EXERCISE DIRECTIONS:
Exactly as written, transcribe each record below.

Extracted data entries
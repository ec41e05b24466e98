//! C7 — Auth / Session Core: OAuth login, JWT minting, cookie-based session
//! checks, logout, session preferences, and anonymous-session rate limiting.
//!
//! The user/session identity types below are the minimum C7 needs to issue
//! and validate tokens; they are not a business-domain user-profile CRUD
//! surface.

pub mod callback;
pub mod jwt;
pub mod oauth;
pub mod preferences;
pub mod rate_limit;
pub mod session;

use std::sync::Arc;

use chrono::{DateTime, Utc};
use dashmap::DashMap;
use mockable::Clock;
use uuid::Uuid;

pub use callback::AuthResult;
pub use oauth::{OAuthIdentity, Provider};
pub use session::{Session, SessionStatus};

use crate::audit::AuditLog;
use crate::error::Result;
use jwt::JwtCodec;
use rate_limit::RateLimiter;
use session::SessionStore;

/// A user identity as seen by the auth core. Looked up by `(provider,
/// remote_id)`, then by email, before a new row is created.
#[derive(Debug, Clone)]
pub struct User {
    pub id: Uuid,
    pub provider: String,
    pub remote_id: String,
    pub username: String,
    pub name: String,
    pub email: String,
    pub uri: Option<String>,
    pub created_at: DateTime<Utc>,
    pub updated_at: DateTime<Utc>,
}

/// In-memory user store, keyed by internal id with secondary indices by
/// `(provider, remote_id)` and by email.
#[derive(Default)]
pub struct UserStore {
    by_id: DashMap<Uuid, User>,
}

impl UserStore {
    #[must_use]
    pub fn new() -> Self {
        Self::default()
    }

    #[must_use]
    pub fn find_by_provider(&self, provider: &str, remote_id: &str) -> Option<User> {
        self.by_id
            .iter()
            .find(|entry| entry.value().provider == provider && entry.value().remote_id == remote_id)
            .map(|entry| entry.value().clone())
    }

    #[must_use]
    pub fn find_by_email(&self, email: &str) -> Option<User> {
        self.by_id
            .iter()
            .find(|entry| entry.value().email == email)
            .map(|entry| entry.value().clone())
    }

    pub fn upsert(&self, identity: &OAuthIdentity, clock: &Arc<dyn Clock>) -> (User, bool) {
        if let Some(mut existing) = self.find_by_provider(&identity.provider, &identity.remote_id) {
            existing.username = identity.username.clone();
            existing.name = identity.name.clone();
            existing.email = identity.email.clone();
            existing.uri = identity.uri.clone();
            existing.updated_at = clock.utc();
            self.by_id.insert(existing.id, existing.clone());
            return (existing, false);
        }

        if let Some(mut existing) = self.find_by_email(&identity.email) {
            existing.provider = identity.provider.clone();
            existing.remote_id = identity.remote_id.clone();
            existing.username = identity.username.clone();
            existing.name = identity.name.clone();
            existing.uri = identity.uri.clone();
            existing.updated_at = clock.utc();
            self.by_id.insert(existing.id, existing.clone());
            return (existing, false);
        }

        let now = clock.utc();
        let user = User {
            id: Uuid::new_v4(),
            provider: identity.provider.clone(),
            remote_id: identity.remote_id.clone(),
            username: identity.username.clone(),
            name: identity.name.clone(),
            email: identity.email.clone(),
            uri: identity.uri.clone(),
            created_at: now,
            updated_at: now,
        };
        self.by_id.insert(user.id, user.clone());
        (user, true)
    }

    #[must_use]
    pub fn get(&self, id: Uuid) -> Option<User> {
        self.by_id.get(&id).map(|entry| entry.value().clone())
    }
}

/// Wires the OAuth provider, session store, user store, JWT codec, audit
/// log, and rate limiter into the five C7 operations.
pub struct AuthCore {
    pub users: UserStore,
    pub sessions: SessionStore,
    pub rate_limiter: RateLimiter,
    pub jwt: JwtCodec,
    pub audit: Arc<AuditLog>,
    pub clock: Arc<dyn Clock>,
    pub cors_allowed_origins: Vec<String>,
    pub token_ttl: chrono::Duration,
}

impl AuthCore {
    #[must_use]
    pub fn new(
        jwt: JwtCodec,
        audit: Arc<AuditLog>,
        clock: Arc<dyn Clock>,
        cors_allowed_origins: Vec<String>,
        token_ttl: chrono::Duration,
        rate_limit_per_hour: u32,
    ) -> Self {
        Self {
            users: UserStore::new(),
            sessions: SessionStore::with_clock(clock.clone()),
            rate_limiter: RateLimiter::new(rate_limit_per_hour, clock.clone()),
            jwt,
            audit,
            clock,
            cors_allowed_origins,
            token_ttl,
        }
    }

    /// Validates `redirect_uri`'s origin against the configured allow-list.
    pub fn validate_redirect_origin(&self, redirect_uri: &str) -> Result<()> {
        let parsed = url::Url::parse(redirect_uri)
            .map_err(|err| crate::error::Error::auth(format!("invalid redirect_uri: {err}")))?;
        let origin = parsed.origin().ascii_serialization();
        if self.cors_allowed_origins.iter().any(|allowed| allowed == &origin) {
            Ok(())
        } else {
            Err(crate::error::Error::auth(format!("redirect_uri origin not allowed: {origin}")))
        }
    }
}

ANSWER FOR THE TASK:
repository ec41e05b24466e98
//! C7 — Auth / Session Core: OAuth login, JWT minting, cookie-based session
//! checks, logout, session preferences, and anonymous-session rate limiting.
//!
//! The user/session identity types below are the minimum C7 needs to issue
//! and validate tokens; they are not a business-domain user-profile CRUD
//! surface.

pub mod callback;
pub mod jwt;
pub mod oauth;
pub mod preferences;
pub mod rate_limit;
pub mod session;

use std::sync::Arc;

use chrono::{DateTime, Utc};
use dashmap::DashMap;
use mockable::Clock;
use uuid::Uuid;

pub use callback::AuthResult;
pub use oauth::{OAuthIdentity, Provider};
pub use session::{Session, SessionStatus};

use crate::audit::AuditLog;
use crate::error::Result;
use jwt::JwtCodec;
use rate_limit::RateLimiter;
use session::SessionStore;

/// A user identity as seen by the auth core. Looked up by `(provider,
/// remote_id)`, then by email, before a new row is created.
#[derive(Debug, Clone)]
pub struct User {
    pub id: Uuid,
    pub provider: String,
    pub remote_id: String,
    pub username: String,
    pub name: String,
    pub email: String,
    pub uri: Option<String>,
    pub created_at: DateTime<Utc>,
    pub updated_at: DateTime<Utc>,
}

/// In-memory user store, keyed by internal id with secondary indices by
/// `(provider, remote_id)` and by email.
#[derive(Default)]
pub struct UserStore {
    by_id: DashMap<Uuid, User>,
}

impl UserStore {
    #[must_use]
    pub fn new() -> Self {
        Self::default()
    }

    #[must_use]
    pub fn find_by_provider(&self, provider: &str, remote_id: &str) -> Option<User> {
        self.by_id
            .iter()
            .find(|entry| entry.value().provider == provider && entry.value().remote_id == remote_id)
            .map(|entry| entry.value().clone())
    }

    #[must_use]
    pub fn find_by_email(&self, email: &str) -> Option<User> {
        self.by_id
            .iter()
            .find(|entry| entry.value().email == email)
            .map(|entry| entry.value().clone())
    }

    pub fn upsert(&self, identity: &OAuthIdentity, clock: &Arc<dyn Clock>) -> (User, bool) {
        if let Some(mut existing) = self.find_by_provider(&identity.provider, &identity.remote_id) {
            existing.username = identity.username.clone();
            existing.name = identity.name.clone();
            existing.email = identity.email.clone();
            existing.uri = identity.uri.clone();
            existing.updated_at = clock.utc();
            self.by_id.insert(existing.id, existing.clone());
            return (existing, false);
        }

        if let Some(mut existing) = self.find_by_email(&identity.email) {
            existing.provider = identity.provider.clone();
            existing.remote_id = identity.remote_id.clone();
            existing.username = identity.username.clone();
            existing.name = identity.name.clone();
            existing.uri = identity.uri.clone();
            existing.updated_at = clock.utc();
            self.by_id.insert(existing.id, existing.clone());
            return (existing, false);
        }

        let now = clock.utc();
        let user = User {
            id: Uuid::new_v4(),
            provider: identity.provider.clone(),
            remote_id: identity.remote_id.clone(),
            username: identity.username.clone(),
            name: identity.name.clone(),
            email: identity.email.clone(),
            uri: identity.uri.clone(),
            created_at: now,
            updated_at: now,
        };
        self.by_id.insert(user.id, user.clone());
        (user, true)
    }

    #[must_use]
    pub fn get(&self, id: Uuid) -> Option<User> {
        self.by_id.get(&id).map(|entry| entry.value().clone())
    }
}

/// Wires the OAuth provider, session store, user store, JWT codec, audit
/// log, and rate limiter into the five C7 operations.
pub struct AuthCore {
    pub users: UserStore,
    pub sessions: SessionStore,
    pub rate_limiter: RateLimiter,
    pub jwt: JwtCodec,
    pub audit: Arc<AuditLog>,
    pub clock: Arc<dyn Clock>,
    pub cors_allowed_origins: Vec<String>,
    pub token_ttl: chrono::Duration,
}

impl AuthCore {
    #[must_use]
    pub fn new(
        jwt: JwtCodec,
        audit: Arc<AuditLog>,
        clock: Arc<dyn Clock>,
        cors_allowed_origins: Vec<String>,
        token_ttl: chrono::Duration,
        rate_limit_per_hour: u32,
    ) -> Self {
        Self {
            users: UserStore::new(),
            sessions: SessionStore::with_clock(clock.clone()),
            rate_limiter: RateLimiter::new(rate_limit_per_hour, clock.clone()),
            jwt,
            audit,
            clock,
            cors_allowed_origins,
            token_ttl,
        }
    }

    /// Validates `redirect_uri`'s origin against the configured allow-list.
    pub fn validate_redirect_origin(&self, redirect_uri: &str) -> Result<()> {
        let parsed = url::Url::parse(redirect_uri)
            .map_err(|err| crate::error::Error::auth(format!("invalid redirect_uri: {err}")))?;
        let origin = parsed.origin().ascii_serialization();
        if self.cors_allowed_origins.iter().any(|allowed| allowed == &origin) {
            Ok(())
        } else {
            Err(crate::error::Error::auth(format!("redirect_uri origin not allowed: {origin}")))
        }
    }
}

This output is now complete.